-- What is being asked --
Transcribe the records that follow, preserving every word.
··· Input data ···
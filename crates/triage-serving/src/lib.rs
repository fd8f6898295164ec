//! HTTP serving layer for the diabetes-progression scorer.
//!
//! This crate turns a trained artifact set (see `triage-model`) into a small
//! JSON-over-HTTP service. It provides:
//!
//! - **Server**: tokio TCP listener with per-connection tasks and graceful
//!   shutdown
//! - **ScorerHandle**: lazily-initialized, load-once model cache
//! - **validation**: the fixed ten-field request schema with
//!   aggregate-all-issues error reporting
//! - **ServerConfig**: every runtime knob, read once at startup
//!
//! # Architecture
//!
//! ```text
//! ┌─────────────────────────────────────────────────────┐
//! │                   HTTP Clients                      │
//! └─────────────────────────────────────────────────────┘
//!                          │
//!                          ▼
//! ┌─────────────────────────────────────────────────────┐
//! │                      Server                         │
//! │  ┌──────────┐  ┌──────────┐  ┌─────────────────┐   │
//! │  │ /health  │  │  /ready  │  │    /predict     │   │
//! │  └──────────┘  └──────────┘  └─────────────────┘   │
//! └─────────────────────────────────────────────────────┘
//!                     │                │
//!                     ▼                ▼
//!            ┌────────────────┐  ┌────────────┐
//!            │  ScorerHandle  │  │ validation │
//!            └────────────────┘  └────────────┘
//!                     │
//!                     ▼
//! ┌─────────────────────────────────────────────────────┐
//! │        Artifact directory (read-only)               │
//! │   pipeline.bin · feature_names.json · MODEL_VERSION │
//! └─────────────────────────────────────────────────────┘
//! ```
//!
//! `/health` answers from process state alone. `/ready` and `/predict` force
//! the lazy load; a failure is reported per-request and retried on the next
//! one, so a server started before training finishes becomes ready the
//! moment artifacts appear.
//!
//! # Quick Start
//!
//! ```no_run
//! use triage_serving::{Server, ServerConfig};
//!
//! # async fn example() -> Result<(), triage_serving::ServingError> {
//! let config = ServerConfig::builder()
//!     .host("0.0.0.0")
//!     .port(8000)
//!     .model_dir("artifacts")
//!     .build();
//!
//! let server = Server::bind(config).await?;
//! server.serve().await?;
//! # Ok(())
//! # }
//! ```
//!
//! # Error Handling
//!
//! All operations return [`ServingResult<T>`] wrapping [`ServingError`].
//! Validation failures are the only client errors; everything else maps to
//! a structured 500 body with a stable `"error"` key:
//!
//! ```
//! use triage_serving::error::ServingResult;
//!
//! fn describe(result: ServingResult<f64>) {
//!     match result {
//!         Ok(score) => println!("prediction: {score}"),
//!         Err(e) if e.is_client_error() => println!("bad request: {e}"),
//!         Err(e) => println!("server error: {e}"),
//!     }
//! }
//! ```

#![warn(missing_docs)]
#![warn(rustdoc::missing_crate_level_docs)]

pub mod config;
pub mod error;
pub mod http;
pub mod scorer;
pub mod server;
pub mod validation;

// Re-export main types at crate root for convenience
pub use config::{ConfigError, ServerConfig, ServerConfigBuilder};
pub use error::{FieldIssue, ServingError, ServingResult};
pub use scorer::{LoadedScorer, ScorerHandle};
pub use server::{AppState, Server};
pub use validation::{validate_payload, FeatureRecord};

/// Crate version.
pub const VERSION: &str = env!("CARGO_PKG_VERSION");

/// Crate name.
pub const NAME: &str = env!("CARGO_PKG_NAME");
···
-- Output for this exercise --
filename crates/triage-serving/src/lib.rs
repository fd8f6898295164ec
//! HTTP serving layer for the diabetes-progression scorer.
//!
//! This crate turns a trained artifact set (see `triage-model`) into a small
//! JSON-over-HTTP service. It provides:
//!
//! - **Server**: tokio TCP listener with per-connection tasks and graceful
//!   shutdown
//! - **ScorerHandle**: lazily-initialized, load-once model cache
//! - **validation**: the fixed ten-field request schema with
//!   aggregate-all-issues error reporting
//! - **ServerConfig**: every runtime knob, read once at startup
//!
//! # Architecture
//!
//! ```text
//! ┌─────────────────────────────────────────────────────┐
//! │                   HTTP Clients                      │
//! └─────────────────────────────────────────────────────┘
//!                          │
//!                          ▼
//! ┌─────────────────────────────────────────────────────┐
//! │                      Server                         │
//! │  ┌──────────┐  ┌──────────┐  ┌─────────────────┐   │
//! │  │ /health  │  │  /ready  │  │    /predict     │   │
//! │  └──────────┘  └──────────┘  └─────────────────┘   │
//! └─────────────────────────────────────────────────────┘
//!                     │                │
//!                     ▼                ▼
//!            ┌────────────────┐  ┌────────────┐
//!            │  ScorerHandle  │  │ validation │
//!            └────────────────┘  └────────────┘
//!                     │
//!                     ▼
//! ┌─────────────────────────────────────────────────────┐
//! │        Artifact directory (read-only)               │
//! │   pipeline.bin · feature_names.json · MODEL_VERSION │
//! └─────────────────────────────────────────────────────┘
//! ```
//!
//! `/health` answers from process state alone. `/ready` and `/predict` force
//! the lazy load; a failure is reported per-request and retried on the next
//! one, so a server started before training finishes becomes ready the
//! moment artifacts appear.
//!
//! # Quick Start
//!
//! ```no_run
//! use triage_serving::{Server, ServerConfig};
//!
//! # async fn example() -> Result<(), triage_serving::ServingError> {
//! let config = ServerConfig::builder()
//!     .host("0.0.0.0")
//!     .port(8000)
//!     .model_dir("artifacts")
//!     .build();
//!
//! let server = Server::bind(config).await?;
//! server.serve().await?;
//! # Ok(())
//! # }
//! ```
//!
//! # Error Handling
//!
//! All operations return [`ServingResult<T>`] wrapping [`ServingError`].
//! Validation failures are the only client errors; everything else maps to
//! a structured 500 body with a stable `"error"` key:
//!
//! ```
//! use triage_serving::error::ServingResult;
//!
//! fn describe(result: ServingResult<f64>) {
//!     match result {
//!         Ok(score) => println!("prediction: {score}"),
//!         Err(e) if e.is_client_error() => println!("bad request: {e}"),
//!         Err(e) => println!("server error: {e}"),
//!     }
//! }
//! ```

#![warn(missing_docs)]
#![warn(rustdoc::missing_crate_level_docs)]

pub mod config;
pub mod error;
pub mod http;
pub mod scorer;
pub mod server;
pub mod validation;

// Re-export main types at crate root for convenience
pub use config::{ConfigError, ServerConfig, ServerConfigBuilder};
pub use error::{FieldIssue, ServingError, ServingResult};
pub use scorer::{LoadedScorer, ScorerHandle};
pub use server::{AppState, Server};
pub use validation::{validate_payload, FeatureRecord};

/// Crate version.
pub const VERSION: &str = env!("CARGO_PKG_VERSION");

/// Crate name.
pub const NAME: &str = env!("CARGO_PKG_NAME");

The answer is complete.